THE TASK
In the entries below, every line that contains "canonical" must be located and copied.

INFORMATION SHOWN
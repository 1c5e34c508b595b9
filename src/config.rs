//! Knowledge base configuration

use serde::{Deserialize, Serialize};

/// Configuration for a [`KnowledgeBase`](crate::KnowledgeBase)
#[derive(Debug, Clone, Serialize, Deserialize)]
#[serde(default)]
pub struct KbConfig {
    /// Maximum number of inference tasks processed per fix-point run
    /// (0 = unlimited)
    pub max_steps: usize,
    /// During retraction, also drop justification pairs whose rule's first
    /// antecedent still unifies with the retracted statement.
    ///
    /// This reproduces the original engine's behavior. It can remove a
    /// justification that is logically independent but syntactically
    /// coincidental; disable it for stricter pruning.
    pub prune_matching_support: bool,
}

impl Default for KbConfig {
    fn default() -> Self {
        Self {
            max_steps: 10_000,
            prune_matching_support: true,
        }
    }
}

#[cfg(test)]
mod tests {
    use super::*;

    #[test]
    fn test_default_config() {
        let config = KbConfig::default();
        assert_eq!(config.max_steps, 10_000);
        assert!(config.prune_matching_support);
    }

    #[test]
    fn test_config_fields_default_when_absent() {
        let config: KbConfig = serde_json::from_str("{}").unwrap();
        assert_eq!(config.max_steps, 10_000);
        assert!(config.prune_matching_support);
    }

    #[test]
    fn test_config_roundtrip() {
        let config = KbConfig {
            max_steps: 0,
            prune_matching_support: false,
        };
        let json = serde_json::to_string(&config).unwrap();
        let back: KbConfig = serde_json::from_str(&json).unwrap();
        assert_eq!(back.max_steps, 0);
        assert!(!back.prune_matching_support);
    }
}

* * *

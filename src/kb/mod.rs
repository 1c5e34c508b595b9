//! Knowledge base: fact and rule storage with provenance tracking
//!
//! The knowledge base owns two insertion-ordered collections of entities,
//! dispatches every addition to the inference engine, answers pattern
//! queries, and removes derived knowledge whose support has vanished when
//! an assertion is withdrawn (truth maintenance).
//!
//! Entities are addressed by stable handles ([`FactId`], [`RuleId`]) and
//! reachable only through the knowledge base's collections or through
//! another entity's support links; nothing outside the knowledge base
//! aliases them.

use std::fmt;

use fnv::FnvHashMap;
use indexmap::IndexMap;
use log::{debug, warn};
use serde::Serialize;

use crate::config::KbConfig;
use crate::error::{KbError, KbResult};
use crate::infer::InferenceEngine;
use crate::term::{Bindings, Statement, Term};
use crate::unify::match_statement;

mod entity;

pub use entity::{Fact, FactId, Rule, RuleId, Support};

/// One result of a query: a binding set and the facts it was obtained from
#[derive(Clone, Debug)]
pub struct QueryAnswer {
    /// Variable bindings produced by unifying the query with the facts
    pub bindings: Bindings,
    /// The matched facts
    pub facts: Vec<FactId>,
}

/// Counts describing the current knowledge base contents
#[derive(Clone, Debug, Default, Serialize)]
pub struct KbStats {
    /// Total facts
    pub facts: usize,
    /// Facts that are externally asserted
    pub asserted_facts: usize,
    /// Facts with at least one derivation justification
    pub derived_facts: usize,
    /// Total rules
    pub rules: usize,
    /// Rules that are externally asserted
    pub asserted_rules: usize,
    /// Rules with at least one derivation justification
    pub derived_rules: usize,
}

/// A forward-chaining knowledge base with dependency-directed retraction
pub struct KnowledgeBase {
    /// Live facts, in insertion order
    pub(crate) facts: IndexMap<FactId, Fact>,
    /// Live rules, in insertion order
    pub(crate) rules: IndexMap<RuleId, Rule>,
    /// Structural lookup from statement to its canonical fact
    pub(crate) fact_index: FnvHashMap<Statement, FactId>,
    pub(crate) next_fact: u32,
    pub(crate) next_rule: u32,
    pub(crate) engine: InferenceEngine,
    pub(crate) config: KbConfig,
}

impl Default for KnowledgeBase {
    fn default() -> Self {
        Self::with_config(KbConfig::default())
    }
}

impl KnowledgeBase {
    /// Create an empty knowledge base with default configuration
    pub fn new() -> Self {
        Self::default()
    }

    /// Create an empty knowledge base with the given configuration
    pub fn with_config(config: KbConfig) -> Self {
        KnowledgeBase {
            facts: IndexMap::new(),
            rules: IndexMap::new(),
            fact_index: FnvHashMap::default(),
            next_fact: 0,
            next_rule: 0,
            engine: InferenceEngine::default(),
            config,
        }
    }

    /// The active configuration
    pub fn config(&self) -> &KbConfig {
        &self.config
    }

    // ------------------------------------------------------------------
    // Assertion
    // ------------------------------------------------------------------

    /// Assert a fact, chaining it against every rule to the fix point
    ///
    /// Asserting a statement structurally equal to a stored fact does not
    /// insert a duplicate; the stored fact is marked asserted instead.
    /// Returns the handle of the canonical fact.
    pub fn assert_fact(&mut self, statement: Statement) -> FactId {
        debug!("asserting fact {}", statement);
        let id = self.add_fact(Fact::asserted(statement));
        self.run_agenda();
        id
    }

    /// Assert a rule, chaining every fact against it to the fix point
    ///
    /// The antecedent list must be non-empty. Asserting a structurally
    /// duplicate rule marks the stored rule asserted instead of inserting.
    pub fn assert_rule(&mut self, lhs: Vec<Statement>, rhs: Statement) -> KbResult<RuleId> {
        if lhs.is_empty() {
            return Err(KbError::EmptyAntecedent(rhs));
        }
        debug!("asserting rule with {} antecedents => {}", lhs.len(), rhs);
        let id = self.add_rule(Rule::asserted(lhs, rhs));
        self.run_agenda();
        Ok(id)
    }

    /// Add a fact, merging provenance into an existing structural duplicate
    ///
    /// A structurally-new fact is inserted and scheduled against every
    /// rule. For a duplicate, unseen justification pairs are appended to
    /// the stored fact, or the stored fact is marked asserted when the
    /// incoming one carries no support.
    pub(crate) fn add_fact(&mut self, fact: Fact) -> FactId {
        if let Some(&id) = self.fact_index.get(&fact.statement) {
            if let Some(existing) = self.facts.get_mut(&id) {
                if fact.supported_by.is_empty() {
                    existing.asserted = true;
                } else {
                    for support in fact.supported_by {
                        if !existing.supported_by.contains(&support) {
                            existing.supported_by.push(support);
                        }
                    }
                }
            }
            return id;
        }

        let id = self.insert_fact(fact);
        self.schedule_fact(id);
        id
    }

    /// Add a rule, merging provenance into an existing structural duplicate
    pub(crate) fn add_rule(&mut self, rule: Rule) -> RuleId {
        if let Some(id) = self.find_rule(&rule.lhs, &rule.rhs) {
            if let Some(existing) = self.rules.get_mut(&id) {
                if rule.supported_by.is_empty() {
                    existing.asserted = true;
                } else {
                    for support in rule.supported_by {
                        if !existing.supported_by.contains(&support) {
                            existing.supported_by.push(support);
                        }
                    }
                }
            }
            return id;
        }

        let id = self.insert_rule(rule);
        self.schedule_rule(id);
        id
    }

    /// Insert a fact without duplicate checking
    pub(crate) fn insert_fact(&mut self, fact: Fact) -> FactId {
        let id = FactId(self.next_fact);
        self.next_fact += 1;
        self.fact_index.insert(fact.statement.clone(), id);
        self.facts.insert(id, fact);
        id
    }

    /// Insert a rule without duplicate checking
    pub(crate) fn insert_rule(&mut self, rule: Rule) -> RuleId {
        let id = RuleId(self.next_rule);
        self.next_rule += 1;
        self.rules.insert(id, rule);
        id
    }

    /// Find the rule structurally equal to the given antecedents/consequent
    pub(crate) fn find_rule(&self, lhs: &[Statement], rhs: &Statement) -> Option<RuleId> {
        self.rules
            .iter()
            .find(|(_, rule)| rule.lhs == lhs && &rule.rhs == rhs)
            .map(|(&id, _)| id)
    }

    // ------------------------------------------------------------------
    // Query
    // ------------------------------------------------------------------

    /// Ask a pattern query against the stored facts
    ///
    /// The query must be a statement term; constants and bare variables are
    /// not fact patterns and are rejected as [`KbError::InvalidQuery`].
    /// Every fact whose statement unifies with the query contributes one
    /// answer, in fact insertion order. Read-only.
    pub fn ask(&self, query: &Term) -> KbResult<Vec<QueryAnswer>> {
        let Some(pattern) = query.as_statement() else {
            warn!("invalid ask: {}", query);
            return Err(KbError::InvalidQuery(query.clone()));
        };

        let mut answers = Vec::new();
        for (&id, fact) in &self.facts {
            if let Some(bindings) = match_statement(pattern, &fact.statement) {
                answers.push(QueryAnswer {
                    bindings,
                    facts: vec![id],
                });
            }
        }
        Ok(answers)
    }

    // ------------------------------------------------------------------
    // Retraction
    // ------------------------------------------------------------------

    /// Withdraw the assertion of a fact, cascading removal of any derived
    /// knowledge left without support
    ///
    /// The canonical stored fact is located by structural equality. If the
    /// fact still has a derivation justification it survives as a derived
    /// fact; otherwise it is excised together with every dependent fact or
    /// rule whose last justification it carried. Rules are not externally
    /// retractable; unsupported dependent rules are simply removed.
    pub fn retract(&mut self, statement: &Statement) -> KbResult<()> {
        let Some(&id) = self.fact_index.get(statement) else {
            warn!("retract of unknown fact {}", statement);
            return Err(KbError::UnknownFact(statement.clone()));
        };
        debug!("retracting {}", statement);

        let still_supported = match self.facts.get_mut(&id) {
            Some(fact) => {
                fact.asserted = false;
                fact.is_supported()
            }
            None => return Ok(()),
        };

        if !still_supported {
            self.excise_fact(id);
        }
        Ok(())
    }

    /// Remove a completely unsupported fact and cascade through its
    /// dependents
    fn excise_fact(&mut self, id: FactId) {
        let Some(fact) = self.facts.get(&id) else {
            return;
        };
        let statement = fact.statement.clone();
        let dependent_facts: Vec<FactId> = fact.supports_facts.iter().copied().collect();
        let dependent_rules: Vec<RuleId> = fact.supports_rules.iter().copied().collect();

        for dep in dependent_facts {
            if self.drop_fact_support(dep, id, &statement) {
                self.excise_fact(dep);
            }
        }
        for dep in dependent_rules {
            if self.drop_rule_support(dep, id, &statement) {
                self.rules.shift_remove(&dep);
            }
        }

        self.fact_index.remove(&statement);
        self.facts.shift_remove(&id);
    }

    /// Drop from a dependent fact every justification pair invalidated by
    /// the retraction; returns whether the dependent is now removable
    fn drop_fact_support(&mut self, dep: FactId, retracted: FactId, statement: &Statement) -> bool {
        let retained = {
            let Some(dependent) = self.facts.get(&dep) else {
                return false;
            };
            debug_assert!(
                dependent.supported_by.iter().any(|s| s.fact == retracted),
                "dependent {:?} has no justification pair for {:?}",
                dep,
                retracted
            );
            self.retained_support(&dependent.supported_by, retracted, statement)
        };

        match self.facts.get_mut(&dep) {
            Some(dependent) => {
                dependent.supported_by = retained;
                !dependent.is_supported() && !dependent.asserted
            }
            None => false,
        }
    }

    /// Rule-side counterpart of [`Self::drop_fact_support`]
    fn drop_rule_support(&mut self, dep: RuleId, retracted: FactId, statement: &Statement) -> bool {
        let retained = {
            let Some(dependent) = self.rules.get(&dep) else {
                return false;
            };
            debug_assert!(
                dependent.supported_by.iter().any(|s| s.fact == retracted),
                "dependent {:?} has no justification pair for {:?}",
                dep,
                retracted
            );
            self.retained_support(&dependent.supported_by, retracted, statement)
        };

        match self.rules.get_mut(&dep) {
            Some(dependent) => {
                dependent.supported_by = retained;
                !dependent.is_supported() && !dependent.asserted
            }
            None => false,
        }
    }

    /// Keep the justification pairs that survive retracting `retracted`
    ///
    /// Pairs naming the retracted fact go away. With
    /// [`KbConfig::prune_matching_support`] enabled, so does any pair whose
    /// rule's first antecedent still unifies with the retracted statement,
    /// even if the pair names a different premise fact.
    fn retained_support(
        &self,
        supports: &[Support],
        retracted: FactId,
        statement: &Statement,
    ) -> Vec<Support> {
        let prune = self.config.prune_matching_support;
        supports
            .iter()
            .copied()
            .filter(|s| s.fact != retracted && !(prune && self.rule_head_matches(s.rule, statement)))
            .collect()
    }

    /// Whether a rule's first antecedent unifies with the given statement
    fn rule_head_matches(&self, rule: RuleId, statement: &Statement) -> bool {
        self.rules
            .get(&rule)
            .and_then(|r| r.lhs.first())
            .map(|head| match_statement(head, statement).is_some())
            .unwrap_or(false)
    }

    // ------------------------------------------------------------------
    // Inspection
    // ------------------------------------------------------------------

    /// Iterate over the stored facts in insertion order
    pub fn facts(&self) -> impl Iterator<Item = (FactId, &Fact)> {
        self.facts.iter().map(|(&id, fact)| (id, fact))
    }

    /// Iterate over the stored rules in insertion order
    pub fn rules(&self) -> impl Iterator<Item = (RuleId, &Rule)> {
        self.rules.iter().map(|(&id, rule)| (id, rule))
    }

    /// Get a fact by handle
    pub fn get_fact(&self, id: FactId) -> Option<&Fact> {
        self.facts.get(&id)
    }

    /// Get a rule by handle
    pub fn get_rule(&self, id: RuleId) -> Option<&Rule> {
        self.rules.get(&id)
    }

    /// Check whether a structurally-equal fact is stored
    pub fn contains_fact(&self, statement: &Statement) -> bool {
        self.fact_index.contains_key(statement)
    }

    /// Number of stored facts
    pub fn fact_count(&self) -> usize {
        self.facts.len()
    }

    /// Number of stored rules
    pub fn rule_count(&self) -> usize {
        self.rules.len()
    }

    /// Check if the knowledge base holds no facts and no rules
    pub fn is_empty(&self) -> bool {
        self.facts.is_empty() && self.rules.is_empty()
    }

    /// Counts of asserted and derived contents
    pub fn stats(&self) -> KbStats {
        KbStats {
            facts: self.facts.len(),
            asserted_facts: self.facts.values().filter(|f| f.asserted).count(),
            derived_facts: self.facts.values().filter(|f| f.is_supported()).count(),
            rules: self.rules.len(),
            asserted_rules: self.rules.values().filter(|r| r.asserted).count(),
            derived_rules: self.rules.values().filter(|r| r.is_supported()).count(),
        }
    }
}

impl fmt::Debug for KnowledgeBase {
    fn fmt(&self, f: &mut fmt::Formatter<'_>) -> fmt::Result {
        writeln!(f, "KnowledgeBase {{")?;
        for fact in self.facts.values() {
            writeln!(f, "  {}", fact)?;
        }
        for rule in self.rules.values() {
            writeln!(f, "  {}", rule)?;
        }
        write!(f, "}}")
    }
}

==

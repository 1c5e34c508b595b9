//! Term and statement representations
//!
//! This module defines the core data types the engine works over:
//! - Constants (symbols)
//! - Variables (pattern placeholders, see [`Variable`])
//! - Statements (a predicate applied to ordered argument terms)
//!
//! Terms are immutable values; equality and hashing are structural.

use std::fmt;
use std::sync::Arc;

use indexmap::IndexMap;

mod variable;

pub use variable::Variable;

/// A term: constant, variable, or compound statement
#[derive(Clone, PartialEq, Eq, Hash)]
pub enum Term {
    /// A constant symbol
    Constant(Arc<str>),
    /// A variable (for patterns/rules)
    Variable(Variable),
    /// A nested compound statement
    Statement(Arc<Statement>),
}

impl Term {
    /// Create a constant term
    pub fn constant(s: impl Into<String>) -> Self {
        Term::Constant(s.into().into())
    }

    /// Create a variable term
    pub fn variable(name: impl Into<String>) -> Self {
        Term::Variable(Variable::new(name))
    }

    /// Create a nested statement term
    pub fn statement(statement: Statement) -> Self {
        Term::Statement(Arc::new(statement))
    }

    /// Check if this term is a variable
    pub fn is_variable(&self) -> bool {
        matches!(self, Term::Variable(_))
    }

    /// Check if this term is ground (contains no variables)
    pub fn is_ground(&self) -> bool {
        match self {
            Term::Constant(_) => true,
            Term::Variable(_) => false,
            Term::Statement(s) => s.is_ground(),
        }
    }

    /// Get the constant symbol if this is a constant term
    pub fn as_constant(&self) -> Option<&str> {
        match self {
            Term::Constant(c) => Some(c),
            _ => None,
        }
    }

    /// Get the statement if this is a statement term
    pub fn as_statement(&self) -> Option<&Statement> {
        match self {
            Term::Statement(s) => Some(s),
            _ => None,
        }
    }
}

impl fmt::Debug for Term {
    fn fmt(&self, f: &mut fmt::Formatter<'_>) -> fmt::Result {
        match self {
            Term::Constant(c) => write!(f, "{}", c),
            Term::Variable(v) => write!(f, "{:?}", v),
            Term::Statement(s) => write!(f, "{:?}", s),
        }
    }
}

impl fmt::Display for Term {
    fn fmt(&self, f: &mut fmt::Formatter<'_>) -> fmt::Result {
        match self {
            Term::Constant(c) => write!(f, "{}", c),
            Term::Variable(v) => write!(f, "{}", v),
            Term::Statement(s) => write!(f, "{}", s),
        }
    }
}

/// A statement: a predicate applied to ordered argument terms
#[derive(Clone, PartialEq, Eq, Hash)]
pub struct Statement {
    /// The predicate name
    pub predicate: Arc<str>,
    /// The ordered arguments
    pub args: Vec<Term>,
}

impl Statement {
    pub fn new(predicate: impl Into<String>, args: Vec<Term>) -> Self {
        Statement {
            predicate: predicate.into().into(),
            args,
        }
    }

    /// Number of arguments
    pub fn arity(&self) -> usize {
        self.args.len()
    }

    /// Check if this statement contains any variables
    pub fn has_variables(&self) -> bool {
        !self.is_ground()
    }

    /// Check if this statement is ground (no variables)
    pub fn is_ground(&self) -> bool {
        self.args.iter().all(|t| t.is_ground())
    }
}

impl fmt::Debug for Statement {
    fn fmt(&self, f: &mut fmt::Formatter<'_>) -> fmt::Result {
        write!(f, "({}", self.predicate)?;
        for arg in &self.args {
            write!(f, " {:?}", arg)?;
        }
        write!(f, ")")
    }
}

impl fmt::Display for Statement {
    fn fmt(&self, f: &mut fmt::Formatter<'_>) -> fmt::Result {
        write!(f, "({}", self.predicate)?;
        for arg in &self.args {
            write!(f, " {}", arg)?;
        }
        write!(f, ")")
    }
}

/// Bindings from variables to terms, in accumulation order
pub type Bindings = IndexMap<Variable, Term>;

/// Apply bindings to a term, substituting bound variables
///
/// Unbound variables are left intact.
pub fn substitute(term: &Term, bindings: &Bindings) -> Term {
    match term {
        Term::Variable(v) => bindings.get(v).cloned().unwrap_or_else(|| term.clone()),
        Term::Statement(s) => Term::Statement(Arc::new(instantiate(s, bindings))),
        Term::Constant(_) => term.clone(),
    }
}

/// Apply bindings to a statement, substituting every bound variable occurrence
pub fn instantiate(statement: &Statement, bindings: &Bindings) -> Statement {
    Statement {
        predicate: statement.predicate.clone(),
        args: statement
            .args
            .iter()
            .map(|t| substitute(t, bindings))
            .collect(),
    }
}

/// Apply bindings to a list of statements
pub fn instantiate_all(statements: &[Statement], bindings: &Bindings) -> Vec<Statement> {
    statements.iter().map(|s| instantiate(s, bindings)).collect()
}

EXERCISE RESPONSE
    /// Structural lookup from statement to its canonical fact
    /// Returns the handle of the canonical fact.
    /// The canonical stored fact is located by structural equality. If the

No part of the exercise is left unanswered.